▸ TASK:
Somewhere below are a line with "assert_eq!(p.borrow().size, 4);" and a later line with "children[0].borrow().size), (0, 1));". Output exactly those lines and all lines between them.

▸ Saved data entries:

[Start of Attachment]

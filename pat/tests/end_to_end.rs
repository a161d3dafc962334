//! End-to-end runs of the full pipeline through the runtime facade, against
//! small fixed byte buffers, one per language feature that the facade has
//! to get right: struct layout, bitfields, pointers, conditional layout,
//! match-with-default, and user functions with `out` variables.
//!
//! `Runtime::patterns()` is a flat list of every declared variable at every
//! nesting depth (struct/union members push onto it just like top-level
//! declarations do), so tests look patterns up by name rather than assuming
//! a particular length or index.

use ahash::AHashMap;
use pat::tree::{Literal, Pattern, Variant};
use pat::Runtime;

fn run(source: &str, data: &[u8]) -> Runtime {
    let mut rt = Runtime::new();
    rt.set_data_source(data.to_vec());
    let ok = rt.execute_string(source, AHashMap::new(), AHashMap::new());
    assert!(ok, "execution failed: {:?}", rt.error());
    rt
}

fn find<'a>(patterns: &'a [Pattern], name: &str) -> &'a Pattern {
    patterns
        .iter()
        .find(|p| p.borrow().variable_name == name)
        .unwrap_or_else(|| panic!("no pattern named {name:?} among {patterns:?}"))
}

#[test]
fn fixed_struct_places_members_in_order() {
    let rt = run("struct P { u8 a; u16 b; u8 c; }; P p @ 0x00;", &[0x01, 0x02, 0x03, 0x04]);
    let patterns = rt.patterns();
    let p = find(patterns, "p");
    assert_eq!(p.borrow().offset, 0);
    assert_eq!(p.borrow().size, 4);

    let children = p.children();
    assert_eq!(children.len(), 3);
    assert_eq!((children[0].borrow().offset, children[0].borrow().size), (0, 1));
    assert_eq!((children[1].borrow().offset, children[1].borrow().size), (1, 2));
    assert_eq!((children[2].borrow().offset, children[2].borrow().size), (3, 1));
}

#[test]
fn bitfield_reads_right_to_left_by_default() {
    // 0xA5 == 1010_0101; with the low 3 bits as `x` and the next 5 as `y`,
    // x = 0b101 = 5 and y = 0b10100 = 0x14.
    let rt = run("bitfield B { x : 3; y : 5; }; B b @ 0;", &[0xA5]);
    let b = find(rt.patterns(), "b");
    let children = b.children();
    assert_eq!(children.len(), 2);
    assert!(matches!(children[0].borrow().variant, Variant::BitfieldField { .. }));
    assert_eq!(children[0].borrow().bit_offset, Some(0));
    assert_eq!(children[0].borrow().bit_size, Some(3));
    assert_eq!(children[1].borrow().bit_offset, Some(3));
    assert_eq!(children[1].borrow().bit_size, Some(5));
}

#[test]
fn bitfield_honors_explicit_left_to_right_order() {
    // Same fields as the right-to-left case, but flipped: the
    // first-declared field (x) now occupies the high 3 bits instead of the
    // low 3.
    let rt = run("bitfield B { x : 3; y : 5; } [[bitfield_order(\"left_to_right\")]]; B b @ 0;", &[0xA5]);
    let b = find(rt.patterns(), "b");
    let children = b.children();
    assert_eq!(children.len(), 2);
    assert_eq!(children[0].borrow().bit_offset, Some(5));
    assert_eq!(children[0].borrow().bit_size, Some(3));
    assert_eq!(children[1].borrow().bit_offset, Some(0));
    assert_eq!(children[1].borrow().bit_size, Some(5));
}

#[test]
fn pointer_materializes_pointee_at_target_address() {
    // byte 0 is the pointer (u8, value 2); the pointee `T` sits at offset 2.
    let rt = run("struct T { char data; }; T *p : u8 @ 0x00;", &[0x02, 0x00, 0x41]);
    let pointer = find(rt.patterns(), "p");
    assert_eq!(pointer.borrow().offset, 0);
    assert_eq!(pointer.borrow().size, 1);
    match &pointer.borrow().variant {
        Variant::Pointer { pointee, .. } => {
            assert_eq!(pointee.borrow().offset, 2);
            let data = pointee.children();
            assert_eq!(data.len(), 1);
            assert_eq!(data[0].borrow().offset, 2);
        }
        other => panic!("expected a pointer variant, got {other:?}"),
    }
}

#[test]
fn conditional_member_only_materializes_when_tag_matches() {
    let rt = run(
        "struct H { u8 tag; if (tag == 1) u32 v; }; H h @ 0x00;",
        &[0x01, 0x10, 0x00, 0x00, 0x00],
    );
    let h = find(rt.patterns(), "h");
    assert_eq!(h.borrow().size, 5);
    let children = h.children();
    assert_eq!(children.len(), 2);
    assert_eq!(children[1].borrow().variable_name, "v");
}

#[test]
fn conditional_member_is_skipped_when_tag_does_not_match() {
    let rt = run("struct H { u8 tag; if (tag == 1) u32 v; }; H h @ 0x00;", &[0x02]);
    let h = find(rt.patterns(), "h");
    assert_eq!(h.borrow().size, 1);
    assert_eq!(h.children().len(), 1);
}

#[test]
fn match_statement_falls_through_to_default_arm() {
    let rt = run(
        "u8 x @ 0; match(x) { (1): u8 a @ 1; (2): u16 b @ 1; (_): padding c @ 1; };",
        &[0x03, 0x00],
    );
    let names: Vec<String> = rt.patterns().iter().map(|p| p.borrow().variable_name.clone()).collect();
    assert!(names.contains(&"c".to_string()), "expected default arm `c`, got {names:?}");
    assert!(!names.contains(&"a".to_string()));
    assert!(!names.contains(&"b".to_string()));
}

#[test]
fn user_function_return_value_is_exported_through_out_variable() {
    let rt = run("fn main() { return 42; } out u32 r; r = main();", &[]);
    assert_eq!(rt.out_variables().get("r"), Some(&Literal::Unsigned(42)));
}
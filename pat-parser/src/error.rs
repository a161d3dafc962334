use pat_diagnostics::{Diagnostic, Location, Stage};
use thiserror::Error;

#[derive(Debug, Error, Clone, PartialEq)]
pub enum Error {
    #[error("P0001: unexpected token at {location}, expected {expected}")]
    UnexpectedToken { expected: String, location: Location },
    #[error("P0002: unexpected end of input, expected {expected}")]
    UnexpectedEof { expected: String, location: Location },
    #[error("P0003: unknown type `{name}` at {location}")]
    UnknownType { name: String, location: Location },
    #[error("P0004: invalid scope resolution `{path}` at {location}")]
    InvalidScopeResolution { path: String, location: Location },
    #[error("P0005: invalid cast to `{target}` at {location}")]
    InvalidCast { target: String, location: Location },
    #[error("P0006: invalid function declaration at {location}: {reason}")]
    InvalidFunctionDeclaration { reason: String, location: Location },
    #[error("P0007: invalid pointer declaration at {location}: {reason}")]
    InvalidPointerDeclaration { reason: String, location: Location },
    #[error("P0008: type `{name}` redefined at {location}, first declared at {first}")]
    TypeRedefinition { name: String, location: Location, first: Location },
    #[error("P0009: invalid template argument at {location}: {reason}")]
    InvalidTemplateArgument { reason: String, location: Location },
    #[error("P0010: invalid attribute `{name}` at {location}")]
    InvalidAttribute { name: String, location: Location },
    #[error("P0011: invalid array declaration at {location}: {reason}")]
    InvalidArrayDeclaration { reason: String, location: Location },
}

impl Error {
    pub fn location(&self) -> Location {
        match self {
            Error::UnexpectedToken { location, .. }
            | Error::UnexpectedEof { location, .. }
            | Error::UnknownType { location, .. }
            | Error::InvalidScopeResolution { location, .. }
            | Error::InvalidCast { location, .. }
            | Error::InvalidFunctionDeclaration { location, .. }
            | Error::InvalidPointerDeclaration { location, .. }
            | Error::TypeRedefinition { location, .. }
            | Error::InvalidTemplateArgument { location, .. }
            | Error::InvalidAttribute { location, .. }
            | Error::InvalidArrayDeclaration { location, .. } => *location,
        }
    }

    pub fn code(&self) -> u16 {
        match self {
            Error::UnexpectedToken { .. } => 1,
            Error::UnexpectedEof { .. } => 2,
            Error::UnknownType { .. } => 3,
            Error::InvalidScopeResolution { .. } => 4,
            Error::InvalidCast { .. } => 5,
            Error::InvalidFunctionDeclaration { .. } => 6,
            Error::InvalidPointerDeclaration { .. } => 7,
            Error::TypeRedefinition { .. } => 8,
            Error::InvalidTemplateArgument { .. } => 9,
            Error::InvalidAttribute { .. } => 10,
            Error::InvalidArrayDeclaration { .. } => 11,
        }
    }

    pub fn into_diagnostic(self) -> Diagnostic {
        let location = self.location();
        let code = self.code();
        Diagnostic::new(Stage::Parser, code, title(code), self.to_string(), location)
    }
}

fn title(code: u16) -> &'static str {
    match code {
        1 => "unexpected token",
        2 => "unexpected end of input",
        3 => "unknown type",
        4 => "invalid scope resolution",
        5 => "invalid cast",
        6 => "invalid function declaration",
        7 => "invalid pointer declaration",
        8 => "type redefinition",
        9 => "invalid template argument",
        10 => "invalid attribute",
        11 => "invalid array declaration",
        _ => "parser error",
    }
}

/// Marks an unrecoverable parse failure: the caller should stop consuming
/// tokens and return the errors accumulated so far.
#[derive(Debug, Clone, Copy)]
pub struct Unrecoverable;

[End of Attachment]

▸ WRITTEN ANSWER:
    assert_eq!(p.borrow().size, 4);

    let children = p.children();
    assert_eq!(children.len(), 3);
    assert_eq!((children[0].borrow().offset, children[0].borrow().size), (0, 1));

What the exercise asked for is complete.